[[ Supplied material open ]]
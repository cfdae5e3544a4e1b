//! End-to-end trust decision for a signed token.
//!
//! ```text
//! UNVALIDATED
//!   -> HEADER_EXTRACTED     kid + iss read without verification
//!   -> ISSUER_CHECKED       iss in the allow-list
//!   -> VALIDATOR_DISPATCHED validator registered for iss
//!   -> CLAIMS_VERIFIED      signature, expiry, tenant claims; iss unchanged
//!   -> AUDIENCE_CHECKED     any aud in the allowed set
//!   -> ACCEPTED(Claims) | REJECTED(AuthError)
//! ```
//!
//! The unverified header and payload are only used to route the token to a
//! validator; nothing read there is trusted until the validator has run.

use std::collections::{HashMap, HashSet};
use std::sync::Arc;

use base64::Engine;
use base64::engine::general_purpose::URL_SAFE_NO_PAD;
use chrono::{DateTime, Utc};
use serde::Deserialize;
use serde::de::DeserializeOwned;
use tracing::{debug, warn};

use super::claims::Claims;
use super::error::AuthError;
use super::validator::TokenValidator;

/// Key id used when a token header carries no (or an empty) `kid`.
pub const DEFAULT_KEY_ID: &str = "v1";

/// Resolves signed tokens across all trusted issuers.
///
/// Built once through [`KeyResolverBuilder`] and immutable afterwards.
pub struct KeyResolver {
    allowed_issuers: HashSet<String>,
    allowed_audiences: HashSet<String>,
    validators: HashMap<String, Arc<dyn TokenValidator>>,
}

impl KeyResolver {
    /// Start building a resolver.
    #[must_use]
    pub fn builder() -> KeyResolverBuilder {
        KeyResolverBuilder::default()
    }

    /// Resolve `token` using the system clock.
    pub fn resolve(&self, token: &str) -> Result<Claims, AuthError> {
        self.resolve_at(token, Utc::now())
    }

    /// Resolve `token` as of `now`.
    pub fn resolve_at(&self, token: &str, now: DateTime<Utc>) -> Result<Claims, AuthError> {
        let unverified = peek(token)?;

        let key_id = if unverified.kid.is_empty() {
            debug!(issuer = %unverified.issuer, kid = "", effective_kid = DEFAULT_KEY_ID, "Token has no kid, using default");
            DEFAULT_KEY_ID
        } else {
            unverified.kid.as_str()
        };

        if !self.allowed_issuers.contains(&unverified.issuer) {
            return Err(AuthError::InvalidIssuer(unverified.issuer));
        }

        let Some(validator) = self.validators.get(&unverified.issuer) else {
            return Err(AuthError::InvalidIssuer(unverified.issuer));
        };

        let claims = validator.validate_at(token, key_id, now).inspect_err(|e| {
            debug!(
                issuer = %unverified.issuer,
                kid = %unverified.kid,
                effective_kid = %key_id,
                error = %e,
                "Validator rejected token"
            );
        })?;

        if claims.issuer != unverified.issuer {
            warn!(
                routed = %unverified.issuer,
                verified = %claims.issuer,
                "Verified issuer differs from routing issuer"
            );
            return Err(AuthError::InvalidIssuer(claims.issuer));
        }

        if !claims
            .audience
            .iter()
            .any(|aud| self.allowed_audiences.contains(aud))
        {
            return Err(AuthError::InvalidAudience);
        }

        Ok(claims)
    }

    /// Whether a validator is registered for `issuer`.
    #[must_use]
    pub fn has_validator(&self, issuer: &str) -> bool {
        self.validators.contains_key(issuer)
    }
}

/// Collects the allow-lists and validators for a [`KeyResolver`].
#[derive(Default)]
pub struct KeyResolverBuilder {
    allowed_issuers: HashSet<String>,
    allowed_audiences: HashSet<String>,
    validators: HashMap<String, Arc<dyn TokenValidator>>,
}

impl KeyResolverBuilder {
    /// Add issuers to the allow-list.
    #[must_use]
    pub fn allowed_issuers<I, S>(mut self, issuers: I) -> Self
    where
        I: IntoIterator<Item = S>,
        S: Into<String>,
    {
        self.allowed_issuers
            .extend(issuers.into_iter().map(Into::into));
        self
    }

    /// Add audiences to the allow-list.
    #[must_use]
    pub fn allowed_audiences<I, S>(mut self, audiences: I) -> Self
    where
        I: IntoIterator<Item = S>,
        S: Into<String>,
    {
        self.allowed_audiences
            .extend(audiences.into_iter().map(Into::into));
        self
    }

    /// Register the validator for its issuer, replacing any previous one.
    #[must_use]
    pub fn register(mut self, validator: impl TokenValidator + 'static) -> Self {
        let issuer = validator.issuer().to_string();
        if self
            .validators
            .insert(issuer.clone(), Arc::new(validator))
            .is_some()
        {
            warn!(issuer = %issuer, "Replacing previously registered validator");
        }
        self
    }

    /// Freeze into a [`KeyResolver`].
    #[must_use]
    pub fn build(self) -> KeyResolver {
        for issuer in self.validators.keys() {
            if !self.allowed_issuers.contains(issuer) {
                warn!(issuer = %issuer, "Validator registered for an issuer that is not allowed");
            }
        }

        KeyResolver {
            allowed_issuers: self.allowed_issuers,
            allowed_audiences: self.allowed_audiences,
            validators: self.validators,
        }
    }
}

/// Routing fields read from an unverified token.
#[derive(Debug, PartialEq, Eq)]
struct Unverified {
    kid: String,
    issuer: String,
}

#[derive(Deserialize)]
struct PeekHeader {
    #[serde(default)]
    kid: Option<String>,
}

#[derive(Deserialize)]
struct PeekPayload {
    #[serde(default)]
    iss: Option<String>,
}

fn peek(token: &str) -> Result<Unverified, AuthError> {
    let segments: Vec<&str> = token.split('.').collect();
    let [header, payload, _signature] = segments.as_slice() else {
        return Err(AuthError::malformed(format!(
            "expected 3 segments, found {}",
            segments.len()
        )));
    };

    let header: PeekHeader = decode_segment(header, "header")?;
    let payload: PeekPayload = decode_segment(payload, "payload")?;

    Ok(Unverified {
        kid: header.kid.unwrap_or_default(),
        issuer: payload.iss.unwrap_or_default(),
    })
}

fn decode_segment<T: DeserializeOwned>(segment: &str, part: &str) -> Result<T, AuthError> {
    let bytes = URL_SAFE_NO_PAD
        .decode(segment)
        .map_err(|e| AuthError::malformed(format!("{part} encoding: {e}")))?;
    serde_json::from_slice(&bytes).map_err(|e| AuthError::malformed(format!("{part} json: {e}")))
}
[[ Supplied material closed ]]
Print each entry above again, exactly as it was given.

— Finished task —
repository cfdae5e3544a4e1b
//! End-to-end trust decision for a signed token.
//!
//! ```text
//! UNVALIDATED
//!   -> HEADER_EXTRACTED     kid + iss read without verification
//!   -> ISSUER_CHECKED       iss in the allow-list
//!   -> VALIDATOR_DISPATCHED validator registered for iss
//!   -> CLAIMS_VERIFIED      signature, expiry, tenant claims; iss unchanged
//!   -> AUDIENCE_CHECKED     any aud in the allowed set
//!   -> ACCEPTED(Claims) | REJECTED(AuthError)
//! ```
//!
//! The unverified header and payload are only used to route the token to a
//! validator; nothing read there is trusted until the validator has run.

use std::collections::{HashMap, HashSet};
use std::sync::Arc;

use base64::Engine;
use base64::engine::general_purpose::URL_SAFE_NO_PAD;
use chrono::{DateTime, Utc};
use serde::Deserialize;
use serde::de::DeserializeOwned;
use tracing::{debug, warn};

use super::claims::Claims;
use super::error::AuthError;
use super::validator::TokenValidator;

/// Key id used when a token header carries no (or an empty) `kid`.
pub const DEFAULT_KEY_ID: &str = "v1";

/// Resolves signed tokens across all trusted issuers.
///
/// Built once through [`KeyResolverBuilder`] and immutable afterwards.
pub struct KeyResolver {
    allowed_issuers: HashSet<String>,
    allowed_audiences: HashSet<String>,
    validators: HashMap<String, Arc<dyn TokenValidator>>,
}

impl KeyResolver {
    /// Start building a resolver.
    #[must_use]
    pub fn builder() -> KeyResolverBuilder {
        KeyResolverBuilder::default()
    }

    /// Resolve `token` using the system clock.
    pub fn resolve(&self, token: &str) -> Result<Claims, AuthError> {
        self.resolve_at(token, Utc::now())
    }

    /// Resolve `token` as of `now`.
    pub fn resolve_at(&self, token: &str, now: DateTime<Utc>) -> Result<Claims, AuthError> {
        let unverified = peek(token)?;

        let key_id = if unverified.kid.is_empty() {
            debug!(issuer = %unverified.issuer, kid = "", effective_kid = DEFAULT_KEY_ID, "Token has no kid, using default");
            DEFAULT_KEY_ID
        } else {
            unverified.kid.as_str()
        };

        if !self.allowed_issuers.contains(&unverified.issuer) {
            return Err(AuthError::InvalidIssuer(unverified.issuer));
        }

        let Some(validator) = self.validators.get(&unverified.issuer) else {
            return Err(AuthError::InvalidIssuer(unverified.issuer));
        };

        let claims = validator.validate_at(token, key_id, now).inspect_err(|e| {
            debug!(
                issuer = %unverified.issuer,
                kid = %unverified.kid,
                effective_kid = %key_id,
                error = %e,
                "Validator rejected token"
            );
        })?;

        if claims.issuer != unverified.issuer {
            warn!(
                routed = %unverified.issuer,
                verified = %claims.issuer,
                "Verified issuer differs from routing issuer"
            );
            return Err(AuthError::InvalidIssuer(claims.issuer));
        }

        if !claims
            .audience
            .iter()
            .any(|aud| self.allowed_audiences.contains(aud))
        {
            return Err(AuthError::InvalidAudience);
        }

        Ok(claims)
    }

    /// Whether a validator is registered for `issuer`.
    #[must_use]
    pub fn has_validator(&self, issuer: &str) -> bool {
        self.validators.contains_key(issuer)
    }
}

/// Collects the allow-lists and validators for a [`KeyResolver`].
#[derive(Default)]
pub struct KeyResolverBuilder {
    allowed_issuers: HashSet<String>,
    allowed_audiences: HashSet<String>,
    validators: HashMap<String, Arc<dyn TokenValidator>>,
}

impl KeyResolverBuilder {
    /// Add issuers to the allow-list.
    #[must_use]
    pub fn allowed_issuers<I, S>(mut self, issuers: I) -> Self
    where
        I: IntoIterator<Item = S>,
        S: Into<String>,
    {
        self.allowed_issuers
            .extend(issuers.into_iter().map(Into::into));
        self
    }

    /// Add audiences to the allow-list.
    #[must_use]
    pub fn allowed_audiences<I, S>(mut self, audiences: I) -> Self
    where
        I: IntoIterator<Item = S>,
        S: Into<String>,
    {
        self.allowed_audiences
            .extend(audiences.into_iter().map(Into::into));
        self
    }

    /// Register the validator for its issuer, replacing any previous one.
    #[must_use]
    pub fn register(mut self, validator: impl TokenValidator + 'static) -> Self {
        let issuer = validator.issuer().to_string();
        if self
            .validators
            .insert(issuer.clone(), Arc::new(validator))
            .is_some()
        {
            warn!(issuer = %issuer, "Replacing previously registered validator");
        }
        self
    }

    /// Freeze into a [`KeyResolver`].
    #[must_use]
    pub fn build(self) -> KeyResolver {
        for issuer in self.validators.keys() {
            if !self.allowed_issuers.contains(issuer) {
                warn!(issuer = %issuer, "Validator registered for an issuer that is not allowed");
            }
        }

        KeyResolver {
            allowed_issuers: self.allowed_issuers,
            allowed_audiences: self.allowed_audiences,
            validators: self.validators,
        }
    }
}

/// Routing fields read from an unverified token.
#[derive(Debug, PartialEq, Eq)]
struct Unverified {
    kid: String,
    issuer: String,
}

#[derive(Deserialize)]
struct PeekHeader {
    #[serde(default)]
    kid: Option<String>,
}

#[derive(Deserialize)]
struct PeekPayload {
    #[serde(default)]
    iss: Option<String>,
}

fn peek(token: &str) -> Result<Unverified, AuthError> {
    let segments: Vec<&str> = token.split('.').collect();
    let [header, payload, _signature] = segments.as_slice() else {
        return Err(AuthError::malformed(format!(
            "expected 3 segments, found {}",
            segments.len()
        )));
    };

    let header: PeekHeader = decode_segment(header, "header")?;
    let payload: PeekPayload = decode_segment(payload, "payload")?;

    Ok(Unverified {
        kid: header.kid.unwrap_or_default(),
        issuer: payload.iss.unwrap_or_default(),
    })
}

fn decode_segment<T: DeserializeOwned>(segment: &str, part: &str) -> Result<T, AuthError> {
    let bytes = URL_SAFE_NO_PAD
        .decode(segment)
        .map_err(|e| AuthError::malformed(format!("{part} encoding: {e}")))?;
    serde_json::from_slice(&bytes).map_err(|e| AuthError::malformed(format!("{part} json: {e}")))
}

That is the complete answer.